Task to carry out →
Within the records, which lines hold the string "filename"? Report each one by copying it.

Extracted records →
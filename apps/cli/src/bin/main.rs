//! llmapi binary entry point.

use anyhow::Result;
use clap::Parser;
use llmapi_cli::App;

#[tokio::main]
async fn main() -> Result<()> {
    let app = App::parse();
    app.init_tracing();
    app.run().await
}
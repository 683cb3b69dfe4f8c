//! Embeddings client for the LLM API server.

use crate::{ClientConfig, HttpTransport};
use lcore::{EmbedRequest, Embeddings, Result};
use reqwest::Client;

const EMBEDDINGS: &str = "embeddings";

/// Embeddings via `POST /embeddings`, one request per text.
#[derive(Clone, Debug)]
pub struct ApiEmbeddings {
    transport: HttpTransport,
}

impl ApiEmbeddings {
    /// Create an embeddings client on top of a caller-owned client.
    pub fn new(client: Client, config: &ClientConfig) -> Result<Self> {
        config.validate()?;
        Ok(Self {
            transport: HttpTransport::new(client, &config.host_name),
        })
    }

    /// Create an embeddings client with a client built from the config.
    pub fn from_config(config: &ClientConfig) -> Result<Self> {
        Self::new(config.build_client()?, config)
    }
}

impl Embeddings for ApiEmbeddings {
    async fn embed_query(&self, text: &str) -> Result<Vec<f32>> {
        let response = self
            .transport
            .post_json(EMBEDDINGS, &EmbedRequest { text })
            .await?;
        HttpTransport::decode(response).await
    }

    async fn embed_documents(&self, texts: &[String]) -> Result<Vec<Vec<f32>>> {
        let mut embeddings = Vec::with_capacity(texts.len());
        for text in texts {
            embeddings.push(self.embed_query(text).await?);
        }
        tracing::debug!("embedded {} documents", embeddings.len());
        Ok(embeddings)
    }
}
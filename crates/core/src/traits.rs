//! Extension points implemented by concrete adapters.
//!
//! Uses RPITIT for async without boxing.

use crate::{Params, Result};
use std::future::Future;

/// Text generation.
pub trait Generate {
    /// Generate a completion for `prompt` with per-call `params`.
    fn generate(&self, prompt: &str, params: &Params)
    -> impl Future<Output = Result<String>> + Send;
}

/// Converts text into dense vector embeddings.
pub trait Embeddings {
    /// Embed a single query text.
    fn embed_query(&self, text: &str) -> impl Future<Output = Result<Vec<f32>>> + Send;

    /// Embed a batch of documents, one vector per text, in input order.
    fn embed_documents(
        &self,
        texts: &[String],
    ) -> impl Future<Output = Result<Vec<Vec<f32>>>> + Send;
}
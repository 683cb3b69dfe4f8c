//! Wire payloads of the model server.

use crate::Params;
use serde::{Deserialize, Serialize};

/// Body of `POST /generate` and `POST /agenerate`.
#[derive(Debug, Serialize)]
pub struct GenerateRequest<'a> {
    /// The literal prompt text.
    pub prompt: &'a str,

    /// Model parameters.
    pub params: &'a Params,
}

/// Non-streaming generation response.
#[derive(Debug, Clone, Deserialize)]
pub struct GenerateResponse {
    /// The full generated text.
    pub content: String,
}

/// Data of a single stream event.
#[derive(Debug, Clone, Deserialize)]
pub struct Fragment {
    /// The text fragment (a token or part of one).
    pub content: String,
}

/// Body of `POST /embeddings`.
#[derive(Debug, Serialize)]
pub struct EmbedRequest<'a> {
    /// The text to embed.
    pub text: &'a str,
}
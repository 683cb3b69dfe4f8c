//! Shared HTTP transport for the model server endpoints.
//!
//! `HttpTransport` wraps a `reqwest::Client` with pre-configured JSON headers
//! and the server's host name. Every request goes through [`check`], so a
//! non-2xx status surfaces as [`Error::Api`] before any body is decoded.

use lcore::{Error, Result};
use reqwest::{
    Client, Method, Response,
    header::{self, HeaderMap, HeaderValue},
};
use serde::{Serialize, de::DeserializeOwned};

const EVENT_STREAM: &str = "text/event-stream";

/// HTTP transport bound to one model server.
#[derive(Clone, Debug)]
pub struct HttpTransport {
    client: Client,
    headers: HeaderMap,
    host: String,
}

impl HttpTransport {
    /// Create a transport for `host` (e.g. `http://localhost:8000`).
    ///
    /// A trailing `/` on the host is ignored.
    pub fn new(client: Client, host: &str) -> Self {
        let mut headers = HeaderMap::new();
        headers.insert(
            header::CONTENT_TYPE,
            HeaderValue::from_static("application/json"),
        );
        headers.insert(header::ACCEPT, HeaderValue::from_static("application/json"));
        Self {
            client,
            headers,
            host: host.trim_end_matches('/').to_owned(),
        }
    }

    /// Full URL of an endpoint path.
    pub fn endpoint(&self, path: &str) -> String {
        format!("{}/{}", self.host, path.trim_start_matches('/'))
    }

    /// POST a JSON body and return the checked response.
    pub async fn post_json(&self, path: &str, body: &impl Serialize) -> Result<Response> {
        self.post(path, self.headers.clone(), body).await
    }

    /// POST a JSON body asking for a `text/event-stream` response.
    pub async fn post_sse(&self, path: &str, body: &impl Serialize) -> Result<Response> {
        let mut headers = self.headers.clone();
        headers.insert(header::ACCEPT, HeaderValue::from_static(EVENT_STREAM));
        self.post(path, headers, body).await
    }

    /// Read a response body and deserialize it as JSON.
    pub async fn decode<T: DeserializeOwned>(response: Response) -> Result<T> {
        let text = response.text().await.map_err(transport_error)?;
        tracing::trace!("response: {text}");
        serde_json::from_str(&text).map_err(Into::into)
    }

    /// Get the host name.
    pub fn host(&self) -> &str {
        &self.host
    }

    /// Get a reference to the headers.
    pub fn headers(&self) -> &HeaderMap {
        &self.headers
    }

    async fn post(
        &self,
        path: &str,
        headers: HeaderMap,
        body: &impl Serialize,
    ) -> Result<Response> {
        let url = self.endpoint(path);
        let body = serde_json::to_string(body)?;
        tracing::trace!("request: {body}");
        let response = self
            .client
            .request(Method::POST, &url)
            .headers(headers)
            .body(body)
            .send()
            .await
            .map_err(transport_error)?;

        tracing::debug!("POST {url} -> {}", response.status());
        check(response).await
    }
}

/// Turn a non-2xx response into [`Error::Api`], keeping the body.
async fn check(response: Response) -> Result<Response> {
    let status = response.status();
    if status.is_success() {
        return Ok(response);
    }

    let body = match response.text().await {
        Ok(body) => body,
        Err(e) => format!("<unreadable body: {e}>"),
    };
    tracing::debug!("api error {status}: {body}");
    Err(Error::Api {
        status: status.as_u16(),
        body,
    })
}

/// Map a `reqwest` failure onto the client's error kinds.
fn transport_error(e: reqwest::Error) -> Error {
    if e.is_decode() {
        Error::Decode(e.to_string())
    } else {
        Error::Connection(e.to_string())
    }
}
//! Incremental Server-Sent Events decoding.
//!
//! Network chunks do not line up with event boundaries, so bytes are
//! buffered until a blank line closes an event block. Buffering raw bytes
//! (rather than lossily decoding each chunk) keeps multi-byte characters
//! intact when they straddle two chunks.

use crate::{Error, Result};
use async_stream::try_stream;
use futures_core::Stream;
use futures_util::StreamExt;
use std::fmt::Display;

/// A decoded server-sent event.
#[derive(Debug, Clone, Default, PartialEq, Eq)]
pub struct SseEvent {
    /// The `event:` field, if any.
    pub event: Option<String>,
    /// All `data:` lines joined with `\n`.
    pub data: String,
    /// The `id:` field, if any.
    pub id: Option<String>,
}

/// Largest pending event the decoder will buffer, in bytes.
pub const MAX_EVENT_SIZE: usize = 8 * 1024 * 1024;

/// Buffers bytes and yields complete events.
#[derive(Debug, Default)]
pub struct SseDecoder {
    buf: Vec<u8>,
    /// Start of the line being scanned.
    line: usize,
    /// Next byte to scan.
    pos: usize,
}

impl SseDecoder {
    /// Create an empty decoder.
    pub fn new() -> Self {
        Self::default()
    }

    /// Append bytes read from the network.
    pub fn push(&mut self, bytes: &[u8]) {
        self.buf.extend_from_slice(bytes);
    }

    /// Take the next complete event out of the buffer.
    ///
    /// Blocks without a `data` field (comments, keep-alives, bare `retry`)
    /// are consumed and skipped. Returns `None` once no complete block is
    /// buffered, or [`Error::Decode`] if the pending block outgrows
    /// [`MAX_EVENT_SIZE`].
    pub fn next_event(&mut self) -> Option<Result<SseEvent>> {
        while let Some((end, next)) = self.find_boundary() {
            let block: Vec<u8> = self.buf.drain(..next).take(end).collect();
            self.line = 0;
            self.pos = 0;
            match parse_block(&block) {
                Ok(Some(event)) => return Some(Ok(event)),
                Ok(None) => continue,
                Err(e) => return Some(Err(e)),
            }
        }

        if self.buf.len() > MAX_EVENT_SIZE {
            let size = self.buf.len();
            self.reset();
            return Some(Err(Error::Decode(format!(
                "pending event of {size} bytes exceeds {MAX_EVENT_SIZE}"
            ))));
        }
        None
    }

    /// Flush a trailing block that was never closed by a blank line.
    ///
    /// Called once the byte stream has ended.
    pub fn finish(&mut self) -> Option<Result<SseEvent>> {
        let block = std::mem::take(&mut self.buf);
        self.reset();
        parse_block(&block).transpose()
    }

    /// Whether undecoded bytes remain.
    pub fn is_empty(&self) -> bool {
        self.buf.is_empty()
    }

    fn reset(&mut self) {
        self.buf.clear();
        self.line = 0;
        self.pos = 0;
    }

    /// Find the first blank line, resuming where the last scan stopped.
    ///
    /// Lines end with `\n`, `\r\n` or a bare `\r`. Returns `(end, next)`:
    /// the block is `buf[..end]` and the following block starts at `next`.
    /// A `\r` at the end of the buffer is left for the next chunk since it
    /// may be the first half of `\r\n`.
    fn find_boundary(&mut self) -> Option<(usize, usize)> {
        while self.pos < self.buf.len() {
            let next = match self.buf[self.pos] {
                b'\n' => self.pos + 1,
                b'\r' => match self.buf.get(self.pos + 1) {
                    Some(b'\n') => self.pos + 2,
                    Some(_) => self.pos + 1,
                    None => return None,
                },
                _ => {
                    self.pos += 1;
                    continue;
                }
            };
            if self.pos == self.line {
                return Some((self.line, next));
            }
            self.line = next;
            self.pos = next;
        }
        None
    }
}

/// Decode a byte stream into a stream of events.
///
/// A transport error ends the stream with [`Error::Connection`]; a clean end
/// of the byte stream flushes any unterminated trailing block.
pub fn events<S, B, E>(bytes: S) -> impl Stream<Item = Result<SseEvent>>
where
    S: Stream<Item = std::result::Result<B, E>>,
    B: AsRef<[u8]>,
    E: Display,
{
    try_stream! {
        let mut bytes = std::pin::pin!(bytes);
        let mut decoder = SseDecoder::new();
        while let Some(next) = bytes.next().await {
            let chunk = next.map_err(|e| Error::Connection(e.to_string()))?;
            tracing::trace!("chunk: {}", String::from_utf8_lossy(chunk.as_ref()));
            decoder.push(chunk.as_ref());
            while let Some(event) = decoder.next_event() {
                yield event?;
            }
        }
        if let Some(event) = decoder.finish() {
            yield event?;
        }
    }
}

/// Parse one event block. `Ok(None)` if the block carries no data.
fn parse_block(block: &[u8]) -> Result<Option<SseEvent>> {
    let text = std::str::from_utf8(block)
        .map_err(|e| Error::Decode(format!("event is not valid utf-8: {e}")))?;

    let mut event = SseEvent::default();
    let mut data: Option<String> = None;
    for line in text.split(['\r', '\n']) {
        if line.is_empty() || line.starts_with(':') {
            continue;
        }

        let (field, value) = match line.split_once(':') {
            Some((field, value)) => (field, value.strip_prefix(' ').unwrap_or(value)),
            None => (line, ""),
        };
        match field {
            "event" => event.event = Some(value.to_owned()),
            "data" => match data.as_mut() {
                Some(data) => {
                    data.push('\n');
                    data.push_str(value);
                }
                None => data = Some(value.to_owned()),
            },
            "id" => event.id = Some(value.to_owned()),
            "retry" => {
                if value.parse::<u64>().is_err() {
                    tracing::debug!("ignoring malformed retry field: {value}");
                }
            }
            other => tracing::debug!("ignoring unknown sse field: {other}"),
        }
    }

    Ok(data.map(|data| SseEvent { data, ..event }))
}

Exercise solution →
filename apps/cli/src/bin/main.rs
filename crates/core/src/traits.rs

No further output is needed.